Contemporary Polish Graphic Art. Gielniak, Panek, graphic artists of Cracow and
Podkarpacie region.

          Contemporary Polish graphic art started to develop dynamically after 1956, when
Polish artists freed themselves from the fetters of aesthetic doctrine of socialist realism. The
turn of fifties and sixties stood out with the rich and diverse searching for forms which would
extend the means of expression characteristic for traditional graphic techniques. The Polish
graphic art of the time in a way resembled painting. Particularly monotyping was very
popular. The color was introduced intensively and the format was enlarged to such an extent
that the works could reach power of expression typical for a canvas. In the Polish graphic art
popular trends of international visual arts were reflected. Those were for example: infromel
and op art, whose visual, optical, light effects enriched common and permanent trend of
Polish art- the geometrical abstraction. Its eminent representatives among others are: Ryszard
Otręba, Zofia Artymowska, Antoni Starczewski, Jan Pamuła.
          In the Polish graphic art both then and now what attracts the viewer’s attention is a
strong inspiration from surrealism, the freedom of creative imagination, opening to accidental
and unpredictable visual effects so distinctive for this particular field of art. Moreover the
references to the tradition of art: pastiche, quotes, paraphrases, variation on the themes of
well-known works, allusions to the great masters and graphic classics: Dürer, Rembrandt,
Piranesi, Goya are present in this trend. Such a set of references may be found in the famous
cycle of linocuts Improvisations by Józef Gielniak- the most outstanding representative of the
visionary current in the Polish visual arts. He was one of the few representatives of workshop
graphic art who enjoyed widespread renown as a master. Gielniak, who died young, became
a legend, an epitome of cursed artist; he inspired writers who dedicated to him many of their
works .
          Since his childhood Gielniak had tuberculosis and he died of it. He spent his whole
life-short but filled with art- in Bukowiec tuberculosis sanatorium situated in the Karkonosze-
picturesque mountain range in the Sudetes-mountains of Lower Silesia. He was born in 1932
in France, where he studied at Fine Arts Academy in Valenciennes. From 1950 he stayed in
Poland, since 1953 he didn’t leave his sanatorium in Kowary where he worked at the archive
and where he died in 1972. Because of his illness he took individual graphical studies from
Stanisław Dawski, an eminent graphic artist and a professor at the Wroclaw Fine Arts

Academy. He especially went in for the linocut. He won many important international graphic
competitions. He was awarded: the first prize in Lubljana, the main prizes at International
Print Biennale in Cracow and Vancouver, and posthumously a Gold Medal of International
Biennale in Fredrikstad in 1972. An All-Poland Competition for Young Graphic Artist, held
cyclically in Jelenia Góra- near which he lived, worked and died, was named after Gielniak.
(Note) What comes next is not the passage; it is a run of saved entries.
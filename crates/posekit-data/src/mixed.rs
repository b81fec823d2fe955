// MixedDataset — blend heterogeneous annotation sources with fixed ratios
//
// The source list is ordered: the first entry is the primary (clean,
// mocap-quality) source, the last is a small specialized source, and
// everything in between is the "in-the-wild" bucket. Each lookup draws a
// uniform value and dispatches through a cumulative probability partition;
// indices wrap modulo each source's length, so one epoch is as long as the
// largest source and the others are over/undersampled.

use std::collections::HashMap;

use rand::rngs::StdRng;
use rand::{thread_rng, Rng, SeedableRng};

use crate::dataset::{PoseDataset, PoseSample};
use crate::error::{DataError, Result};
use crate::source::{SourceConfig, SourceLoader};

/// The six sources the training recipe was tuned on, in partition order.
pub const DEFAULT_SOURCES: [&str; 6] = ["h36m", "lsp-orig", "mpii", "lspet", "coco", "mpi-inf-3dhp"];

/// Tolerance for the final cumulative bound's distance from 1.0.
const PARTITION_TOL: f64 = 1e-6;

/// The mixing table: how much probability mass each bucket receives.
///
/// The first source gets `primary_fraction`, the last gets `tail_fraction`,
/// and the remaining mass is split over the in-the-wild sources in
/// proportion to their lengths. The defaults (0.3 / 0.1) encode the
/// hand-tuned 30% H36M / 60% in-the-wild / 10% MPI-INF-3DHP recipe.
#[derive(Debug, Clone, Copy)]
pub struct MixSpec {
    /// Probability mass for the first (primary) source.
    pub primary_fraction: f64,
    /// Probability mass for the last (tail) source.
    pub tail_fraction: f64,
}

impl Default for MixSpec {
    fn default() -> Self {
        Self {
            primary_fraction: 0.3,
            tail_fraction: 0.1,
        }
    }
}

impl MixSpec {
    pub fn new(primary_fraction: f64, tail_fraction: f64) -> Self {
        Self {
            primary_fraction,
            tail_fraction,
        }
    }

    fn validate(&self) -> Result<()> {
        let ok = (0.0..1.0).contains(&self.primary_fraction)
            && (0.0..1.0).contains(&self.tail_fraction)
            && self.primary_fraction + self.tail_fraction < 1.0;
        if ok {
            Ok(())
        } else {
            Err(DataError::InvalidMixSpec {
                primary: self.primary_fraction,
                tail: self.tail_fraction,
            })
        }
    }
}

/// Several annotation sources presented as one dataset with a fixed
/// sampling policy.
///
/// Immutable after construction: the source list, the name→index map, the
/// cumulative partition, and the reported length are all fixed, so lookups
/// are safe from any number of worker threads. The per-lookup random draw
/// uses a thread-local generator; no RNG state is shared.
pub struct MixedDataset {
    sources: Vec<Box<dyn PoseDataset>>,
    source_index: HashMap<String, usize>,
    /// Cumulative probability bounds, one per source, last ≈ 1.0.
    partition: Vec<f64>,
    /// Reported epoch length: the longest source's length.
    length: usize,
}

impl std::fmt::Debug for MixedDataset {
    fn fmt(&self, f: &mut std::fmt::Formatter<'_>) -> std::fmt::Result {
        f.debug_struct("MixedDataset")
            .field(
                "sources",
                &self.sources.iter().map(|s| s.name()).collect::<Vec<_>>(),
            )
            .field("partition", &self.partition)
            .field("length", &self.length)
            .finish()
    }
}

impl MixedDataset {
    /// Load one source per name (in order) via `loader`, then mix them.
    pub fn new(
        config: &SourceConfig,
        loader: &dyn SourceLoader,
        names: &[&str],
        mix: MixSpec,
    ) -> Result<Self> {
        let sources = names
            .iter()
            .map(|name| loader.load(config, name))
            .collect::<Result<Vec<_>>>()?;
        Self::from_sources(sources, mix)
    }

    /// The standard six-source recipe with the default 0.3 / 0.1 split.
    pub fn with_default_sources(config: &SourceConfig, loader: &dyn SourceLoader) -> Result<Self> {
        Self::new(config, loader, &DEFAULT_SOURCES, MixSpec::default())
    }

    /// Mix already-built sources.
    ///
    /// Fails fast on anything that would make the partition degenerate:
    /// fewer than 3 sources, a duplicate or empty source, an empty
    /// in-the-wild bucket, or out-of-range fractions.
    pub fn from_sources(sources: Vec<Box<dyn PoseDataset>>, mix: MixSpec) -> Result<Self> {
        mix.validate()?;
        if sources.len() < 3 {
            return Err(DataError::TooFewSources { got: sources.len() });
        }

        let mut source_index = HashMap::with_capacity(sources.len());
        for (i, ds) in sources.iter().enumerate() {
            if ds.is_empty() {
                return Err(DataError::EmptySource(ds.name().to_string()));
            }
            if source_index.insert(ds.name().to_string(), i).is_some() {
                return Err(DataError::DuplicateSource(ds.name().to_string()));
            }
        }

        let itw = &sources[1..sources.len() - 1];
        let length_itw: usize = itw.iter().map(|ds| ds.len()).sum();
        if length_itw == 0 {
            return Err(DataError::EmptyItwBucket(
                itw.iter().map(|ds| ds.name().to_string()).collect(),
            ));
        }

        let itw_mass = 1.0 - mix.primary_fraction - mix.tail_fraction;
        let mut partition = Vec::with_capacity(sources.len());
        let mut acc = mix.primary_fraction;
        partition.push(acc);
        for ds in itw {
            acc += itw_mass * ds.len() as f64 / length_itw as f64;
            partition.push(acc);
        }
        acc += mix.tail_fraction;
        partition.push(acc);
        let last = partition[sources.len() - 1];
        if (last - 1.0).abs() >= PARTITION_TOL {
            return Err(DataError::PartitionNotNormalized { last });
        }

        let length = sources.iter().map(|ds| ds.len()).max().unwrap_or(0);

        log::info!(
            "mixed dataset: {} sources, epoch length {}, partition {:?}",
            sources.len(),
            length,
            partition
        );

        Ok(Self {
            sources,
            source_index,
            partition,
            length,
        })
    }

    /// Number of samples per epoch: the longest source's length.
    pub fn len(&self) -> usize {
        self.length
    }

    pub fn is_empty(&self) -> bool {
        self.length == 0
    }

    /// Draw a source at random and fetch its sample for `index` (wrapped).
    pub fn get(&self, index: usize) -> Result<PoseSample> {
        self.get_with(index, &mut thread_rng())
    }

    /// Like [`get`](Self::get) but with a caller-supplied generator, so a
    /// seeded `StdRng` gives a reproducible sample stream.
    pub fn get_with<R: Rng + ?Sized>(&self, index: usize, rng: &mut R) -> Result<PoseSample> {
        let p: f64 = rng.gen();
        let ds = &self.sources[self.select(p)];
        ds.get(index % ds.len())
    }

    /// Reproducible lookup: one draw from a `StdRng` seeded with `seed`.
    pub fn get_seeded(&self, index: usize, seed: u64) -> Result<PoseSample> {
        self.get_with(index, &mut StdRng::seed_from_u64(seed))
    }

    /// Map a uniform draw in `[0, 1)` to a source index: the first source
    /// whose cumulative bound reaches `p` wins.
    ///
    /// If `p` lands past every bound (the last bound sits within floating
    /// tolerance of 1.0, so only drift could cause this) the last source is
    /// selected rather than failing.
    pub fn select(&self, p: f64) -> usize {
        for (i, &bound) in self.partition.iter().enumerate() {
            if p <= bound {
                return i;
            }
        }
        log::warn!("draw {p} exceeded final partition bound; selecting last source");
        self.partition.len() - 1
    }

    /// Index of the source named `name`, if configured.
    pub fn index_of(&self, name: &str) -> Option<usize> {
        self.source_index.get(name).copied()
    }

    /// The cumulative probability bounds, one per source.
    pub fn partition(&self) -> &[f64] {
        &self.partition
    }

    /// The configured sources, in partition order.
    pub fn sources(&self) -> &[Box<dyn PoseDataset>] {
        &self.sources
    }
}

impl PoseDataset for MixedDataset {
    fn len(&self) -> usize {
        self.length
    }

    fn get(&self, index: usize) -> Result<PoseSample> {
        MixedDataset::get(self, index)
    }

    fn name(&self) -> &str {
        "mixed"
    }
}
       The phenomenon of his works doesn't consist in experimenting, but in perfect using of
the capabilities contained in the technique he followed and above all else in diversity of his
imagination. His work method was special. He didn’t prepare any sketches, he worked on the
plate straight away being guided by an inside, intuitive vision, which he actually had
laboriously, gradually and for a long time specified. He was inspired by personal experience
and surroundings: fantastic architecture of the health resorts from 19th century (the cycle
Sanatoriums) and wonders of nature from which his favorites were: the flora and the sky.
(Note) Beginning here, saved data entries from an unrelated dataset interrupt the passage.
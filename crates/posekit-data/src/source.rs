// SourceLoader — external capability that materializes one annotation source

use std::path::PathBuf;

use crate::dataset::PoseDataset;
use crate::error::Result;

/// Per-run options handed to the loader for every source it builds.
///
/// The loader decides how to interpret these for each source; the storage
/// format behind a source name is its concern, not this crate's.
#[derive(Debug, Clone)]
pub struct SourceConfig {
    /// Root directory holding the preprocessed annotation files.
    pub data_root: PathBuf,
    /// Square crop resolution fed to the network.
    pub img_res: u32,
    /// Whether sources should apply train-time augmentation.
    pub augment: bool,
}

impl Default for SourceConfig {
    fn default() -> Self {
        Self {
            data_root: PathBuf::from("data"),
            img_res: 224,
            augment: true,
        }
    }
}

impl SourceConfig {
    pub fn data_root<P: Into<PathBuf>>(mut self, root: P) -> Self {
        self.data_root = root.into();
        self
    }

    pub fn img_res(mut self, res: u32) -> Self {
        self.img_res = res;
        self
    }

    pub fn augment(mut self, a: bool) -> Self {
        self.augment = a;
        self
    }
}

/// Builds one [`PoseDataset`] per source name.
///
/// Loading failures (missing files, unknown names) are fatal for dataset
/// construction; there is no retry, this runs once at startup.
pub trait SourceLoader: Send + Sync {
    fn load(&self, config: &SourceConfig, name: &str) -> Result<Box<dyn PoseDataset>>;
}
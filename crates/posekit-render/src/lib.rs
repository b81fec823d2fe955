//! # posekit-render
//!
//! Mesh-over-image visualization for 3D human pose/shape estimation.
//!
//! This crate provides:
//! - [`RenderBackend`] trait — the injected external rendering capability
//!   (rasterization, projection, and shading live behind it)
//! - [`MeshOverlayRenderer`] — per-item camera assembly, background-sentinel
//!   compositing, and original-beside-overlay grid layout
//! - [`RendererConfig`] — fixed camera/light/output parameters
//!
//! Intended for the evaluation/logging path of a training run, once per
//! visualization request, never inside the training hot loop.

pub mod backend;
pub mod error;
pub mod overlay;

pub use backend::{
    Device, Face, PerspectiveCamera, PointLight, RasterSettings, RenderBackend, Vertex,
};
pub use error::{RenderError, Result};
pub use overlay::{composite_over, make_grid, MeshOverlayRenderer, RendererConfig};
From these elements he built the composition with an extraordinary power of expression,
which makes us think of the romantic concept of sublime Nature. His Improvisations not
only refer to famous masterpieces, but are also cosmic imaginations and ambitious attempts
to depict the secret of the Being.
       Graphic art, including workshop printing, is such field of art in which, perhaps due to
the significant role of used tools and coincidence, it is hard for the artist to express his
personality and individuality. And even when the artist doesn’t want to conceal them, the very
laborious, gradual and conceptual technique of graphic work triggers off the objectivity of the
message and depersonalizes previous concept. Even if the artist want to express intimate
personal details, after all those laborious sketches, etching and printing, he can get a “cold”,
objective, depersonalized artefact. Perhaps being aware of this particular effect of the graphic
art makes it more attractive for artists who are fascinated with the word, gifted community
workers: moralists, missionaries, those who want to put the world to rights, also visionaries
and declared realists. The phenomenon of Gielniak and partly of Jerzy Panek- another master
of the Polish graphic art- lies in their works- not only being outstanding prints bus also
suffused with the intimate power of expression and their personalities. In Gielniak’s prints we
can find motifs connected to his illness . In the work Against Illnesses he paraphrased old folk
woodcuts on the subject of exorcism. For the linocut Travel around Patient’s Card suffused
with black humor, his inspiration was characteristic graph of the hospital card. Title Grażynka
to whom he dedicated his masterpiece Improvisation was his nurse and beloved wife.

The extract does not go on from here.